» **Records provided**

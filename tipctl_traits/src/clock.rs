use std::sync::Arc;
use std::sync::atomic::{AtomicU32, Ordering};
use std::thread;
use std::time::{Duration, Instant};

/// Scheduler tick count. Wraps at `u32::MAX`; compare with `wrapping_sub`.
pub type Tick = u32;

/// Tick rate of every clock in this workspace (1 tick = 1 ms).
pub const TICKS_PER_SECOND: Tick = 1_000;
/// Ticks in 100 ms.
pub const TICKS_100MS: Tick = TICKS_PER_SECOND / 10;

/// Monotonic tick source for control and timing across the stack.
///
/// - now(): current tick count (wrapping)
/// - sleep(): block for the given number of ticks (implementations may simulate)
/// - ticks_since(): wrap-safe elapsed ticks from an earlier reading
pub trait Clock {
    fn now(&self) -> Tick;
    fn sleep(&self, ticks: Tick);

    /// Ticks elapsed since `earlier`, correct across a single counter wrap.
    #[inline]
    fn ticks_since(&self, earlier: Tick) -> Tick {
        self.now().wrapping_sub(earlier)
    }
}

impl<C: Clock + ?Sized> Clock for Arc<C> {
    #[inline]
    fn now(&self) -> Tick {
        (**self).now()
    }

    #[inline]
    fn sleep(&self, ticks: Tick) {
        (**self).sleep(ticks);
    }
}

/// Convert a tick count into a wall-clock duration.
#[inline]
pub fn ticks_to_duration(ticks: Tick) -> Duration {
    Duration::from_millis(u64::from(ticks) * 1_000 / u64::from(TICKS_PER_SECOND))
}

/// Real-time clock backed by `std::time::Instant`, counting from construction.
#[derive(Debug, Clone, Copy)]
pub struct MonotonicClock {
    origin: Instant,
}

impl Default for MonotonicClock {
    fn default() -> Self {
        Self::new()
    }
}

impl MonotonicClock {
    #[inline]
    pub fn new() -> Self {
        Self {
            origin: Instant::now(),
        }
    }
}

impl Clock for MonotonicClock {
    #[inline]
    fn now(&self) -> Tick {
        // Truncation is the wrap.
        self.origin.elapsed().as_millis() as Tick
    }

    #[inline]
    fn sleep(&self, ticks: Tick) {
        if ticks == 0 {
            return;
        }
        thread::sleep(ticks_to_duration(ticks));
    }
}

/// Deterministic clock whose time only moves when told to.
///
/// Clones share the same counter, so a simulation can hand one copy to the
/// controller and keep another to advance time. `sleep(n)` advances by `n`
/// without blocking.
#[derive(Debug, Clone, Default)]
pub struct ManualClock {
    ticks: Arc<AtomicU32>,
}

impl ManualClock {
    pub fn new() -> Self {
        Self::default()
    }

    /// Start at an arbitrary tick, e.g. just below the wrap point.
    pub fn starting_at(tick: Tick) -> Self {
        Self {
            ticks: Arc::new(AtomicU32::new(tick)),
        }
    }

    /// Advance the clock by `ticks`, wrapping like a hardware tick counter.
    pub fn advance(&self, ticks: Tick) {
        // fetch_add on atomics wraps on overflow.
        self.ticks.fetch_add(ticks, Ordering::Relaxed);
    }

    /// Set the absolute tick count.
    pub fn set(&self, tick: Tick) {
        self.ticks.store(tick, Ordering::Relaxed);
    }
}

impl Clock for ManualClock {
    fn now(&self) -> Tick {
        self.ticks.load(Ordering::Relaxed)
    }

    fn sleep(&self, ticks: Tick) {
        self.advance(ticks);
    }
}

#[cfg(test)]
mod tests {
    use super::*;

    #[test]
    fn manual_clock_clones_share_time() {
        let a = ManualClock::new();
        let b = a.clone();
        a.advance(250);
        assert_eq!(b.now(), 250);
        b.sleep(50);
        assert_eq!(a.now(), 300);
    }

    #[test]
    fn ticks_since_survives_wrap() {
        let clock = ManualClock::starting_at(u32::MAX - 9);
        let earlier = clock.now();
        clock.advance(30);
        assert_eq!(clock.now(), 20);
        assert_eq!(clock.ticks_since(earlier), 30);
    }

    #[test]
    fn tick_duration_is_one_millisecond() {
        assert_eq!(ticks_to_duration(TICKS_PER_SECOND), Duration::from_secs(1));
        assert_eq!(ticks_to_duration(TICKS_100MS), Duration::from_millis(100));
    }
}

» **Work required**
Starting with the first record, copy everything through the final one exactly.

» **Result of the exercise**
filename tipctl_traits/src/clock.rs
use std::sync::Arc;
use std::sync::atomic::{AtomicU32, Ordering};
use std::thread;
use std::time::{Duration, Instant};

/// Scheduler tick count. Wraps at `u32::MAX`; compare with `wrapping_sub`.
pub type Tick = u32;

/// Tick rate of every clock in this workspace (1 tick = 1 ms).
pub const TICKS_PER_SECOND: Tick = 1_000;
/// Ticks in 100 ms.
pub const TICKS_100MS: Tick = TICKS_PER_SECOND / 10;

/// Monotonic tick source for control and timing across the stack.
///
/// - now(): current tick count (wrapping)
/// - sleep(): block for the given number of ticks (implementations may simulate)
/// - ticks_since(): wrap-safe elapsed ticks from an earlier reading
pub trait Clock {
    fn now(&self) -> Tick;
    fn sleep(&self, ticks: Tick);

    /// Ticks elapsed since `earlier`, correct across a single counter wrap.
    #[inline]
    fn ticks_since(&self, earlier: Tick) -> Tick {
        self.now().wrapping_sub(earlier)
    }
}

impl<C: Clock + ?Sized> Clock for Arc<C> {
    #[inline]
    fn now(&self) -> Tick {
        (**self).now()
    }

    #[inline]
    fn sleep(&self, ticks: Tick) {
        (**self).sleep(ticks);
    }
}

/// Convert a tick count into a wall-clock duration.
#[inline]
pub fn ticks_to_duration(ticks: Tick) -> Duration {
    Duration::from_millis(u64::from(ticks) * 1_000 / u64::from(TICKS_PER_SECOND))
}

/// Real-time clock backed by `std::time::Instant`, counting from construction.
#[derive(Debug, Clone, Copy)]
pub struct MonotonicClock {
    origin: Instant,
}

impl Default for MonotonicClock {
    fn default() -> Self {
        Self::new()
    }
}

impl MonotonicClock {
    #[inline]
    pub fn new() -> Self {
        Self {
            origin: Instant::now(),
        }
    }
}

impl Clock for MonotonicClock {
    #[inline]
    fn now(&self) -> Tick {
        // Truncation is the wrap.
        self.origin.elapsed().as_millis() as Tick
    }

    #[inline]
    fn sleep(&self, ticks: Tick) {
        if ticks == 0 {
            return;
        }
        thread::sleep(ticks_to_duration(ticks));
    }
}

/// Deterministic clock whose time only moves when told to.
///
/// Clones share the same counter, so a simulation can hand one copy to the
/// controller and keep another to advance time. `sleep(n)` advances by `n`
/// without blocking.
#[derive(Debug, Clone, Default)]
pub struct ManualClock {
    ticks: Arc<AtomicU32>,
}

impl ManualClock {
    pub fn new() -> Self {
        Self::default()
    }

    /// Start at an arbitrary tick, e.g. just below the wrap point.
    pub fn starting_at(tick: Tick) -> Self {
        Self {
            ticks: Arc::new(AtomicU32::new(tick)),
        }
    }

    /// Advance the clock by `ticks`, wrapping like a hardware tick counter.
    pub fn advance(&self, ticks: Tick) {
        // fetch_add on atomics wraps on overflow.
        self.ticks.fetch_add(ticks, Ordering::Relaxed);
    }

    /// Set the absolute tick count.
    pub fn set(&self, tick: Tick) {
        self.ticks.store(tick, Ordering::Relaxed);
    }
}

impl Clock for ManualClock {
    fn now(&self) -> Tick {
        self.ticks.load(Ordering::Relaxed)
    }

    fn sleep(&self, ticks: Tick) {
        self.advance(ticks);
    }
}

#[cfg(test)]
mod tests {
    use super::*;

    #[test]
    fn manual_clock_clones_share_time() {
        let a = ManualClock::new();
        let b = a.clone();
        a.advance(250);
        assert_eq!(b.now(), 250);
        b.sleep(50);
        assert_eq!(a.now(), 300);
    }

    #[test]
    fn ticks_since_survives_wrap() {
        let clock = ManualClock::starting_at(u32::MAX - 9);
        let earlier = clock.now();
        clock.advance(30);
        assert_eq!(clock.now(), 20);
        assert_eq!(clock.ticks_since(earlier), 30);
    }

    #[test]
    fn tick_duration_is_one_millisecond() {
        assert_eq!(ticks_to_duration(TICKS_PER_SECOND), Duration::from_secs(1));
        assert_eq!(ticks_to_duration(TICKS_100MS), Duration::from_millis(100));
    }
}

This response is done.